- European Court of Justice

Submitted 3 April 1989 Decided 13 November 1990
- Full case name: Marleasing SA v La Comercial Internacional de Alimentacion SA
- Case: C-106/89
- CelexID: 61989CJ0106
- ECLI: ECLI:EU:C:1990:395
- Case type: Reference for a preliminary ruling
- Chamber: Sixth chamber
- Nationality of parties: Spain
- Procedural history: Juzgado de Primera Instancia e Instrucción nº 1 de Oviedo, auto de 13 March 1989, Juzgado de Primera Instancia e Instrucción nº 1 de Oviedo, sentencia de 23 February 1991

Court composition
- Judge-Rapporteur Tom O'Higgins
- Advocate General Walter van Gerven

Legislation affecting
- Interprets Directive 68/151/EEC

= Marleasing SA v La Comercial Internacional de Alimentacion SA =

Marleasing SA v La Comercial Internacional de Alimentación SA (1990) C-106/89 was a decision of the European Court of Justice concerning the indirect effect of European Community law, now European Union law. It established that the courts of European Union member states have a duty to interpret national legislation in the light of unimplemented European Union directives.

==Facts==

Marleasing SA (the Applicant) brought an application before the Spanish national courts for an order that the contract establishing "La Comercial" was void and that the formation of La Comercial should be nullified on the grounds that establishment "lacked cause, was a sham transaction and was carried out in order to defraud the creditors of Barviesa (a co-founder of La Comercial)". Spanish law at the time, Articles 1261 and 1275 of the Spanish Civil Code, stated that "contracts without cause or whose cause is unlawful have no legal effect". La Comercial argued that the action should be dismissed in its entirety on the grounds that article 11 of the First Council Directive 68/151/EEC of 9 March 1968 on coordination of safeguards which, for the protection of the interests of members and others, which had not yet been implemented by Spain, provided an exhaustive list of the cases under which the nullity of a company may be ordered and that "lack of cause" was not a ground listed therein. The Spanish court then referred the following question to the European Court of Justice:

"Is Article 11 of [the] Council Directive 68/151/EEC of 9 March 1968, which has not been implemented in national law, directly applicable so as to preclude a declaration of nullity of a public limited liability company on a ground other than those set out in the said article?"

==Judgment==
The ECJ held that the Spanish Courts were under a duty to interpret national law in a way that gave effect to European law.
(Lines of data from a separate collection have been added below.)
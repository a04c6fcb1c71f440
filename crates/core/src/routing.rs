// SPDX-License-Identifier: BUSL-1.1
// Copyright (c) 2026 Alfred Jean LLC

//! Recipient routing
//!
//! Decides which recipients may act given per-recipient progress, the
//! envelope's sequential-signing flag and any routing orders a workflow step
//! is holding back.

use crate::error::WorkflowError;
use crate::id::RecipientId;
use crate::recipient::{Recipient, RecipientStatus};
use std::collections::{BTreeMap, BTreeSet};

/// Recipients sharing one routing order
#[derive(Debug, Clone)]
pub struct RoutingGroup<'a> {
    pub order: u32,
    pub members: Vec<&'a Recipient>,
}

impl<'a> RoutingGroup<'a> {
    /// Members that gate progression (everyone except cc/certified delivery)
    pub fn actionable(&self) -> impl Iterator<Item = &'a Recipient> + '_ {
        self.members.iter().copied().filter(|r| r.kind.is_blocking())
    }

    pub fn is_finished(&self) -> bool {
        self.actionable().all(|r| r.status.is_terminal())
    }
}

/// How far sequential routing has progressed
#[derive(Debug, Clone, Copy, PartialEq, Eq)]
pub enum Frontier {
    /// Recipients up to and including this order may act
    Open(u32),
    /// This order is next but a workflow step holds it back
    Held(u32),
    /// Every actionable group is done
    Finished,
}

/// Overall routing outcome
#[derive(Debug, Clone, PartialEq, Eq)]
pub enum RoutingOutcome {
    InProgress { current_order: Option<u32> },
    /// A mandatory recipient declined; routing stops
    Halted { declined_by: RecipientId },
    /// Every mandatory recipient is satisfied
    Finished,
}

/// Routing view over one envelope's recipients
#[derive(Debug, Clone)]
pub struct Router<'a> {
    recipients: &'a [Recipient],
    sequential: bool,
    held: BTreeSet<u32>,
}

impl<'a> Router<'a> {
    pub fn new(recipients: &'a [Recipient], sequential: bool) -> Self {
        Self {
            recipients,
            sequential,
            held: BTreeSet::new(),
        }
    }

    /// Routing orders a workflow step has not yet released
    pub fn with_held_orders(mut self, held: impl IntoIterator<Item = u32>) -> Self {
        self.held = held.into_iter().collect();
        self
    }

    /// Groups in ascending routing order
    pub fn groups(&self) -> Vec<RoutingGroup<'a>> {
        let mut by_order: BTreeMap<u32, Vec<&'a Recipient>> = BTreeMap::new();
        for r in self.recipients {
            by_order.entry(r.routing_order).or_default().push(r);
        }
        by_order
            .into_iter()
            .map(|(order, members)| RoutingGroup { order, members })
            .collect()
    }

    pub fn frontier(&self) -> Frontier {
        if !self.sequential {
            return Frontier::Finished;
        }
        for group in self.groups() {
            // Groups with nothing actionable never hold up routing
            if group.actionable().next().is_none() {
                continue;
            }
            if group.is_finished() {
                continue;
            }
            if self.held.contains(&group.order) {
                return Frontier::Held(group.order);
            }
            return Frontier::Open(group.order);
        }
        Frontier::Finished
    }

    /// Routing order currently being worked, if any
    pub fn current_order(&self) -> Option<u32> {
        match self.frontier() {
            Frontier::Open(order) | Frontier::Held(order) => Some(order),
            Frontier::Finished => None,
        }
    }

    pub fn is_open(&self, recipient: &Recipient) -> bool {
        match self.frontier() {
            Frontier::Open(order) => recipient.routing_order <= order,
            Frontier::Held(order) => recipient.routing_order < order,
            Frontier::Finished => true,
        }
    }

    /// Recipients that should be activated now
    pub fn to_activate(&self) -> Vec<&'a Recipient> {
        if self.halted_by().is_some() {
            return Vec::new();
        }
        self.recipients
            .iter()
            .filter(|r| {
                r.status == RecipientStatus::Created
                    && !r.frozen
                    && self.is_open(r)
            })
            .collect()
    }

    /// Gate a recipient action on routing order
    pub fn check_can_act(&self, recipient: &Recipient) -> Result<(), WorkflowError> {
        if let Some(declined_by) = self.halted_by() {
            return Err(WorkflowError::RoutingBlocked {
                recipient_id: recipient.id.clone(),
                routing_order: recipient.routing_order,
                reason: format!("routing halted by decline from {}", declined_by),
            });
        }
        if self.is_open(recipient) {
            return Ok(());
        }
        let reason = match self.frontier() {
            Frontier::Held(order) => format!("routing order {} is held by a workflow step", order),
            Frontier::Open(order) => format!("waiting on routing order {}", order),
            Frontier::Finished => "routing finished".to_string(),
        };
        Err(WorkflowError::RoutingBlocked {
            recipient_id: recipient.id.clone(),
            routing_order: recipient.routing_order,
            reason,
        })
    }

    pub fn halted_by(&self) -> Option<&'a RecipientId> {
        self.recipients
            .iter()
            .find(|r| r.is_blocking_decline())
            .map(|r| &r.id)
    }

    pub fn outcome(&self) -> RoutingOutcome {
        if let Some(declined_by) = self.halted_by() {
            return RoutingOutcome::Halted {
                declined_by: declined_by.clone(),
            };
        }
        let satisfied = self
            .recipients
            .iter()
            .filter(|r| r.kind.is_blocking())
            .all(|r| r.is_satisfied());
        if satisfied {
            RoutingOutcome::Finished
        } else {
            RoutingOutcome::InProgress {
                current_order: self.current_order(),
            }
        }
    }
}

#[cfg(test)]
#[path = "routing_tests.rs"]
mod tests;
...it should be observed that, as the Court pointed out in its judgment in Case 14/83 Von Colson and Kamann v Land Nordrhein-Westfalen [1984] ECR 1891, paragraph 26, the Member States' obligation arising from a directive to achieve the result envisaged by the directive and their duty under Article 5 of the Treaty (article 4(3) TEU now) to take all appropriate measures, whether general or particular, to ensure the fulfilment of that obligation, is binding on all the authorities of Member States including, for matters within their jurisdiction, the courts. It follows that, in applying national law, whether the provisions in question were adopted before or after the directive, the national court called upon to interpret it is required to do so, as far as possible, in the light of the wording and the purpose of the directive in order to achieve the result pursued by the latter and thereby comply with the third paragraph of Article 189 of the Treaty."